Fashion vs. Style
Watching the 1973 David Hockney feature The Bigger Splash the other day, I was rather proud of spotting a detail that others watching the film didn't notice. A close-up showed Hockney — Or was it someone else? — ringing the doorbell of a house in Kensington. I think it was the house where the designer Ossie Clark was living. Anyway, I noticed the name on one of the nameplates said 'Manolo Blahnik'. Surely it had to be the Manolo Blahnik. I suppose it didn't have to be, but I think it was and told everyone. If ever you watch the film, and you might want to only if you enjoy Hockney's work or seeing London before it became a global commodity, look out for the nameplate.
With a penchant for bow ties, opera pumps and well-cut suits, Bath resident Manolo is one of those rare fashion designers who eschew fashion for timeless elegance. And 'twas ever thus. That's Manolo in the top picture from the 1970s in a classic Tommy Nutter of Savile Row suit.
From the photos below you might want to take inspiration from his use of colour and combination.
Into The Elegant Male he goes.
Opera Pumps for You
I thought you might want a pair of Manolo's opera pumps after you had seen them. The pump, slipper or tuxedo shoe is a staple of the Manolo Blahnik men's collection. Colours vary depending on the year.
This year the Toro model comes in classic black patent leather with grosgrain bow. Made in Italy, the shoe is lined in kid leather for supreme comfort.
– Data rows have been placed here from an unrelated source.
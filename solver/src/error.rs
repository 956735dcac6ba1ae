use thiserror::Error;

use model::base_types::ElementIdx;
use model::error::ModelError;
use time::DateTime;

/// Fatal scheduling errors; these abort the phase and propagate to the
/// caller unchanged.
#[derive(Error, Debug, Clone, PartialEq)]
pub enum SchedulingError {
    #[error("element {element} alone exceeds the deck capacity, it can never be transported")]
    NoElementFits { element: ElementIdx },

    #[error("window at {window_start} lies before the requested start {requested_start}, the start delay would be negative")]
    NegativeStartDelay {
        window_start: DateTime,
        requested_start: DateTime,
    },

    #[error(transparent)]
    Model(#[from] ModelError),
}
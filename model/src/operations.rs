use std::fmt;

use time::Duration;

use crate::base_types::OperationalLimits;

#[derive(Copy, Clone, PartialEq, Eq, Debug)]
pub enum OperationPhase {
    Preparation,    // onshore, before departure
    Sea,            // offshore, per journey
    Demobilisation, // end of phase
}

/// the named computations an operation can resolve its duration from
#[derive(Copy, Clone, PartialEq, Eq, Debug)]
pub enum DurationFunction {
    /// great-circle route distance divided by the slowest transit speed
    Transit,
}

/// duration values taken from outside the operation table
#[derive(Copy, Clone, PartialEq, Eq, Debug)]
pub enum DurationSource {
    /// maximum vessel mobilisation time, charged on the first journey only
    Mobilisation,
}

/// How an operation's duration is resolved. Exactly one mode applies per
/// operation; `Unsupported` keeps a place for genuinely open-ended future
/// operation kinds, which are skipped with a warning instead of failing the
/// phase.
#[derive(Clone, PartialEq, Debug)]
pub enum DurationRule {
    Fixed(Duration),
    /// literal duration once per element carried by the journey
    FixedPerElement(Duration),
    Function(DurationFunction),
    External(DurationSource),
    Unsupported(String),
}

/// One logistic task within a phase (e.g. "seafloor preparation", "lower
/// cable to seabed"). An unset limit means the operation is unconstrained;
/// the weather-window extractor then substitutes the maximum observed site
/// condition so the filter never excludes it.
#[derive(Clone, PartialEq, Debug)]
pub struct Operation {
    name: String,
    phase: OperationPhase,
    rule: DurationRule,
    limits: Option<OperationalLimits>,
}

impl Operation {
    pub fn new(
        name: String,
        phase: OperationPhase,
        rule: DurationRule,
        limits: Option<OperationalLimits>,
    ) -> Operation {
        Operation {
            name,
            phase,
            rule,
            limits,
        }
    }

    pub fn name(&self) -> &str {
        &self.name
    }

    pub fn phase(&self) -> OperationPhase {
        self.phase
    }

    pub fn rule(&self) -> &DurationRule {
        &self.rule
    }

    pub fn limits(&self) -> Option<&OperationalLimits> {
        self.limits.as_ref()
    }
}

/// the ordered operation sequences of one logistic phase, partitioned into
/// preparation (before departure), sea work (per journey) and demobilisation
#[derive(Clone, PartialEq, Debug, Default)]
pub struct OperationPlan {
    pub preparation: Vec<Operation>,
    pub sea: Vec<Operation>,
    pub demobilisation: Vec<Operation>,
}

impl OperationPlan {
    pub fn new(operations: Vec<Operation>) -> OperationPlan {
        let mut plan = OperationPlan::default();
        for operation in operations {
            match operation.phase() {
                OperationPhase::Preparation => plan.preparation.push(operation),
                OperationPhase::Sea => plan.sea.push(operation),
                OperationPhase::Demobilisation => plan.demobilisation.push(operation),
            }
        }
        plan
    }
}

impl fmt::Display for OperationPhase {
    fn fmt(&self, f: &mut fmt::Formatter) -> fmt::Result {
        match self {
            OperationPhase::Preparation => write!(f, "preparation"),
            OperationPhase::Sea => write!(f, "sea"),
            OperationPhase::Demobilisation => write!(f, "demobilisation"),
        }
    }
}
use model::base_types::JourneyIdx;
use model::elements::Elements;
use model::vessels::DeckCapacity;
use solution::Journey;

use crate::error::SchedulingError;

/// Partition the ordered element list into the minimum number of journeys
/// such that no journey's cumulative footprint area or cargo mass exceeds the
/// deck capacity (equality is permitted).
///
/// The element order is fixed by the upstream installation sequence and must
/// not be changed, so this is a sequential prefix partition, not a general
/// bin-packing optimization: each journey takes the longest prefix of the
/// remaining elements that still fits.
pub fn batch_elements(
    elements: &Elements,
    capacity: DeckCapacity,
) -> Result<Vec<Journey>, SchedulingError> {
    let all: Vec<_> = elements.iter().collect();
    let mut journeys = Vec::new();
    let mut next = 0;

    while next < all.len() {
        let remaining = &all[next..];

        // the journey ends before the first element that would push the
        // cumulative area or mass over the capacity, whichever comes first
        let mut cumulative_area = 0.0;
        let mut cumulative_mass = 0.0;
        let mut taken = remaining.len();
        for (i, element) in remaining.iter().enumerate() {
            cumulative_area += element.area();
            cumulative_mass += element.dry_mass();
            if cumulative_area > capacity.area || cumulative_mass > capacity.cargo {
                taken = i;
                break;
            }
        }

        if taken == 0 {
            return Err(SchedulingError::NoElementFits {
                element: remaining[0].idx(),
            });
        }

        let batch = &remaining[..taken];
        journeys.push(Journey::new(
            JourneyIdx(journeys.len() as u16),
            batch.iter().map(|e| e.idx()).collect(),
            batch.iter().map(|e| e.area()).sum(),
            batch.iter().map(|e| e.dry_mass()).sum(),
        ));
        next += taken;
    }

    Ok(journeys)
}
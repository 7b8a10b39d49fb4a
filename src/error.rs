use std::path::PathBuf;
use thiserror::Error;

#[derive(Debug, Error)]
pub enum GraderError {
    #[error("file not found: {}", path.display())]
    NotFound { path: PathBuf },

    #[error("unsupported file format: {extension:?}")]
    UnsupportedFormat { extension: String },

    #[error("unsupported LLM provider: {0}")]
    UnsupportedProvider(String),

    #[error("configuration error: {0}")]
    Configuration(String),

    #[error("invalid rubric weights: {0}")]
    InvalidRubric(String),

    #[error("{provider} API call failed: {message}")]
    Provider {
        provider: &'static str,
        message: String,
    },

    #[error("failed to parse model response: {0}")]
    ResponseParse(String),

    #[error("{backend} conversion failed: {message}")]
    Conversion {
        backend: &'static str,
        message: String,
    },

    #[error("I/O error: {0}")]
    Io(#[from] std::io::Error),
}

impl GraderError {
    /// Wrap any transport or protocol failure from a backend.
    pub fn provider(provider: &'static str, cause: impl std::fmt::Display) -> Self {
        GraderError::Provider {
            provider,
            message: cause.to_string(),
        }
    }

    pub fn conversion(backend: &'static str, cause: impl std::fmt::Display) -> Self {
        GraderError::Conversion {
            backend,
            message: cause.to_string(),
        }
    }
}

pub type Result<T> = std::result::Result<T, GraderError>;
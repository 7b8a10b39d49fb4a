use crate::config::Config;
use crate::error::{GraderError, Result};
use crate::providers::{OllamaProvider, OpenAiProvider, Provider};
use std::fmt;
use std::str::FromStr;
use tracing::debug;

/// Identifier of a supported backend
#[derive(Debug, Clone, Copy, PartialEq, Eq)]
pub enum ProviderKind {
    OpenAi,
    Ollama,
}

impl FromStr for ProviderKind {
    type Err = GraderError;

    fn from_str(s: &str) -> Result<Self> {
        match s.trim().to_ascii_lowercase().as_str() {
            "openai" => Ok(ProviderKind::OpenAi),
            "ollama" => Ok(ProviderKind::Ollama),
            _ => Err(GraderError::UnsupportedProvider(s.to_string())),
        }
    }
}

impl fmt::Display for ProviderKind {
    fn fmt(&self, f: &mut fmt::Formatter<'_>) -> fmt::Result {
        match self {
            ProviderKind::OpenAi => write!(f, "openai"),
            ProviderKind::Ollama => write!(f, "ollama"),
        }
    }
}

pub struct LlmFactory;

impl LlmFactory {
    /// Build the provider named by `provider_id`, bound to its config slice
    pub fn create(provider_id: &str, config: &Config) -> Result<Provider> {
        let kind: ProviderKind = provider_id.parse()?;
        debug!(provider = %kind, "creating LLM provider");

        match kind {
            ProviderKind::OpenAi => Ok(Provider::OpenAi(OpenAiProvider::new(
                &config.openai,
                config.rubric.clone(),
            )?)),
            ProviderKind::Ollama => {
                let provider = OllamaProvider::new(&config.ollama, config.rubric.clone())?;
                debug!(host = provider.host(), "using local Ollama server");
                Ok(Provider::Ollama(provider))
            }
        }
    }

    /// Build the provider selected in the configuration
    pub fn from_config(config: &Config) -> Result<Provider> {
        Self::create(&config.provider, config)
    }
}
What do You Call Modern Nowadays?
Wise words and a nice turned-back cuff in this short interview Manolo made for Vogue. Manolo believes that trainers ruin the beauty of feet by turning them into flippers. He also has no idea what classifies as modern nowadays. I think we can gather that from his heroic continuation of the opera pump — a reflection of a gentler more dignified age informing his aesthetic.